Reactive Transport with Fluid–Solid Interactions in Dual-Porosity Media
journal contributionposted on 10.12.2020, 05:04 by Alon Nissan, Uria Alcolombri, Frédéric de Schaetzen, Brian Berkowitz, Joaquin Jimenez-Martinez
We study pore-scale dynamics of reactive transport in heterogeneous, dual-porosity media, wherein a reactant in the invading fluid interacts chemically with the surface of the permeable grains, leading to the irreversible reaction Aaq + Bs → Caq. A microfluidic porous medium was synthesized, consisting of a single layer of hydrogel pillars (grains), chemically modified to contain immobilized enzymes on the grain surfaces. Fluorescence microscopy was used to monitor the spatiotemporal evolution of the reaction product Caq at different flow rates (Péclet values) and to characterize the impact on its transport. The experimental setup enables delineation of three key features of the temporal evolution of the reaction product within the domain: (i) the characteristic time until the rate of Caq production reaches steady state, (ii) the magnitude of the reaction rate at steady state, and (iii) the rate at which Caq is flushed from the system.
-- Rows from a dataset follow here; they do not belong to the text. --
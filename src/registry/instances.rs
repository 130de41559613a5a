//! Instance persistence.
//!
//! Instances live in a single JSON document, `{ "services": [...] }`,
//! rewritten in full after every change.

use std::fs;
use std::io;
use std::path::Path;

use serde_json::{json, Value};
use tracing::{debug, info, warn};

use crate::error::{DaemonError, DaemonResult};
use crate::model::{Instance, LibraryRef, ServiceStatus, UNKNOWN_VERSION};
use crate::storage::write_atomic;
use crate::validation::validate_instance_name;

use super::definitions::parse_log_spec;
use super::fields::Fields;

/// Renderer default, used when a stored record has no explicit size.
const STORED_DEFAULT_SIZE: i64 = crate::options::RENDER_DEFAULT_SIZE;

/// Load persisted instances.
///
/// A missing file or an empty document yields no instances. A document
/// with the wrong shape is an error; a single bad record is skipped.
pub fn load_instances(path: &Path) -> DaemonResult<Vec<Instance>> {
    let content = match fs::read_to_string(path) {
        Ok(content) => content,
        Err(e) if e.kind() == io::ErrorKind::NotFound => {
            info!(path = %path.display(), "No services file, starting empty");
            return Ok(Vec::new());
        }
        Err(e) => return Err(e.into()),
    };

    if content.trim().is_empty() {
        return Ok(Vec::new());
    }

    let document: Value = serde_json::from_str(&content).map_err(|e| invalid(e.to_string()))?;
    let object = match &document {
        Value::Null => return Ok(Vec::new()),
        Value::Object(object) if object.is_empty() => return Ok(Vec::new()),
        Value::Object(object) => object,
        _ => return Err(invalid("document is not an object")),
    };

    let records = object
        .get("services")
        .ok_or_else(|| invalid("missing \"services\""))?
        .as_array()
        .ok_or_else(|| invalid("\"services\" is not an array"))?;

    let mut instances: Vec<Instance> = Vec::with_capacity(records.len());
    for (position, record) in records.iter().enumerate() {
        let fields = Fields::new(record, "services[]").map_err(|_| {
            invalid(format!("services[{}] is not an object", position))
        })?;
        if fields.is_empty() {
            continue;
        }

        match parse_instance(&fields) {
            Ok(instance) if instances.iter().any(|i| i.name == instance.name) => {
                warn!(position, service = %instance.name, "Skipping duplicate service record");
            }
            Ok(instance) => instances.push(instance),
            Err(e) => warn!(position, error = %e, "Skipping invalid service record"),
        }
    }

    info!(count = instances.len(), path = %path.display(), "Service instances loaded");
    Ok(instances)
}

fn invalid(message: impl Into<String>) -> DaemonError {
    DaemonError::InvalidServicesFile {
        message: message.into(),
    }
}

/// Build an instance from one persisted record.
///
/// `library` is either `{name|path, configuration, version}` or a bare
/// string with `configuration`/`version` beside it.
fn parse_instance(fields: &Fields<'_>) -> DaemonResult<Instance> {
    let id = fields.require_string("id")?;
    if id.is_empty() {
        return Err(DaemonError::invalid_parameter("id", "must not be empty"));
    }

    let name = fields.require_string("name")?.trim();
    validate_instance_name(name)?;

    let description = fields.optional_string("description")?.unwrap_or_default();

    let (library, config, version) = match fields.raw("library") {
        Some(Value::String(_)) => (
            fields.require_string("library")?,
            fields.optional_string("configuration")?,
            fields.optional_string("version")?,
        ),
        _ => {
            let library = fields.require_object("library", "library.")?;
            let name = match library.optional_string("name")? {
                Some(name) => name,
                None => library.require_string("path")?,
            };
            (
                name,
                library.optional_string("configuration")?,
                library.optional_string("version")?,
            )
        }
    };
    if library.is_empty() {
        return Err(DaemonError::invalid_parameter("library", "must not be empty"));
    }

    let version = match version {
        Some(v) if !v.is_empty() => v.to_string(),
        _ => UNKNOWN_VERSION.to_string(),
    };

    let log = parse_log_spec(&fields.require_object("log", "log.")?, STORED_DEFAULT_SIZE)?;

    Ok(Instance {
        id: id.to_string(),
        name: name.to_string(),
        description: description.to_string(),
        library: LibraryRef {
            name: library.to_string(),
            config: config.unwrap_or_default().to_string(),
            version,
        },
        log,
        status: ServiceStatus::Unknown,
    })
}

/// Persisted form of one instance.
fn record(instance: &Instance) -> Value {
    json!({
        "id": instance.id,
        "name": instance.name,
        "description": instance.description,
        "library": instance.library,
        "log": instance.log,
    })
}

/// Rewrite the services file from `instances`.
pub fn persist_instances(instances: &[Instance], path: &Path) -> DaemonResult<()> {
    let document = if instances.is_empty() {
        json!({})
    } else {
        json!({ "services": instances.iter().map(record).collect::<Vec<_>>() })
    };

    let content = serde_json::to_vec_pretty(&document)?;
    write_atomic(path, &content).map_err(|e| {
        warn!(path = %path.display(), error = %e, "Failed to persist services");
        DaemonError::Io(e)
    })?;

    debug!(count = instances.len(), path = %path.display(), "Services persisted");
    Ok(())
}

#[cfg(test)]
mod tests {
    use super::*;
    use crate::model::{LogSpec, LogType};
    use tempfile::TempDir;

    fn sample(name: &str) -> Instance {
        Instance {
            id: "svcA".to_string(),
            name: name.to_string(),
            description: "worker".to_string(),
            library: LibraryRef {
                name: "svcA.so".to_string(),
                config: format!("{}.toml", name),
                version: "1.0".to_string(),
            },
            log: LogSpec {
                name: String::new(),
                kind: LogType::Rotate,
                level: "debug".to_string(),
                keep: 3,
                size: 12,
            },
            status: ServiceStatus::Running,
        }
    }

    #[test]
    fn test_missing_and_empty_files() {
        let dir = TempDir::new().unwrap();
        let path = dir.path().join("services.json");
        assert!(load_instances(&path).unwrap().is_empty());

        for content in ["", "null", "{}"] {
            fs::write(&path, content).unwrap();
            assert!(load_instances(&path).unwrap().is_empty(), "content {:?}", content);
        }
    }

    #[test]
    fn test_malformed_shape_is_fatal() {
        let dir = TempDir::new().unwrap();
        let path = dir.path().join("services.json");

        for content in [
            "[]",
            r#"{"other": 1}"#,
            r#"{"services": {}}"#,
            r#"{"services": ["a1"]}"#,
            "{broken",
        ] {
            fs::write(&path, content).unwrap();
            assert!(
                matches!(
                    load_instances(&path),
                    Err(DaemonError::InvalidServicesFile { .. })
                ),
                "content {:?}",
                content
            );
        }
    }

    #[test]
    fn test_invalid_records_skipped() {
        let dir = TempDir::new().unwrap();
        let path = dir.path().join("services.json");
        let document = json!({"services": [
            {},
            {"id": "svcA", "name": "good", "library": {"name": "svcA.so", "configuration": "good.toml", "version": ""}, "log": {"type": "daily"}},
            {"id": "svcA", "name": "", "library": {"name": "svcA.so"}, "log": {"type": "daily"}},
            {"id": "svcA", "name": "nolog", "library": {"name": "svcA.so"}},
            {"id": "svcB", "name": "legacy", "library": "svcB.so", "configuration": "legacy.toml", "version": "0.9", "log": {"type": "rotate"}},
            {"id": "svcA", "name": "pathform", "library": {"path": "svcA.so"}, "log": {"type": "daily"}}
        ]});
        fs::write(&path, document.to_string()).unwrap();

        let instances = load_instances(&path).unwrap();
        let names: Vec<_> = instances.iter().map(|i| i.name.as_str()).collect();
        assert_eq!(names, vec!["good", "legacy", "pathform"]);

        assert_eq!(instances[0].library.version, "unknown");
        assert_eq!(instances[0].log.size, 80);
        assert_eq!(instances[1].library.config, "legacy.toml");
        assert_eq!(instances[1].log.kind, LogType::Rotate);
        assert!(instances.iter().all(|i| i.status == ServiceStatus::Unknown));
    }

    #[test]
    fn test_persist_then_load() {
        let dir = TempDir::new().unwrap();
        let path = dir.path().join("conf").join("services.json");

        persist_instances(&[sample("a1"), sample("a2")], &path).unwrap();
        let document: Value = serde_json::from_str(&fs::read_to_string(&path).unwrap()).unwrap();
        assert_eq!(document["services"][0]["library"]["configuration"], "a1.toml");
        assert_eq!(document["services"][0]["log"]["type"], "rotate");
        assert!(document["services"][0].get("status").is_none());

        let loaded = load_instances(&path).unwrap();
        assert_eq!(loaded.len(), 2);
        assert_eq!(loaded[1].log.keep, 3);
        assert_eq!(loaded[1].status, ServiceStatus::Unknown);
    }

    #[test]
    fn test_persist_empty_omits_key() {
        let dir = TempDir::new().unwrap();
        let path = dir.path().join("services.json");
        persist_instances(&[], &path).unwrap();

        let document: Value = serde_json::from_str(&fs::read_to_string(&path).unwrap()).unwrap();
        assert_eq!(document, json!({}));
    }
}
These features, individually, are found to be sensitive to the value of the Péclet number, because of the relative impact of diffusion (vs advection) on the production and spatiotemporal evolution of Caq within the system. As the Péclet number increases, the production of Caq is reduced and the transport becomes more localized within the vicinity of the grains. The dual-porosity feature causes the residence time of the transported species to increase, by forming stagnant zones and diffusive-dominant regions within the flow field, thus enhancing the reaction potential of the system. Using complementary numerical simulations, we explore these effects for a wider range of Péclet and Damköhler numbers and propose nonlinear scaling laws for the key features of the temporal evolution of Caq.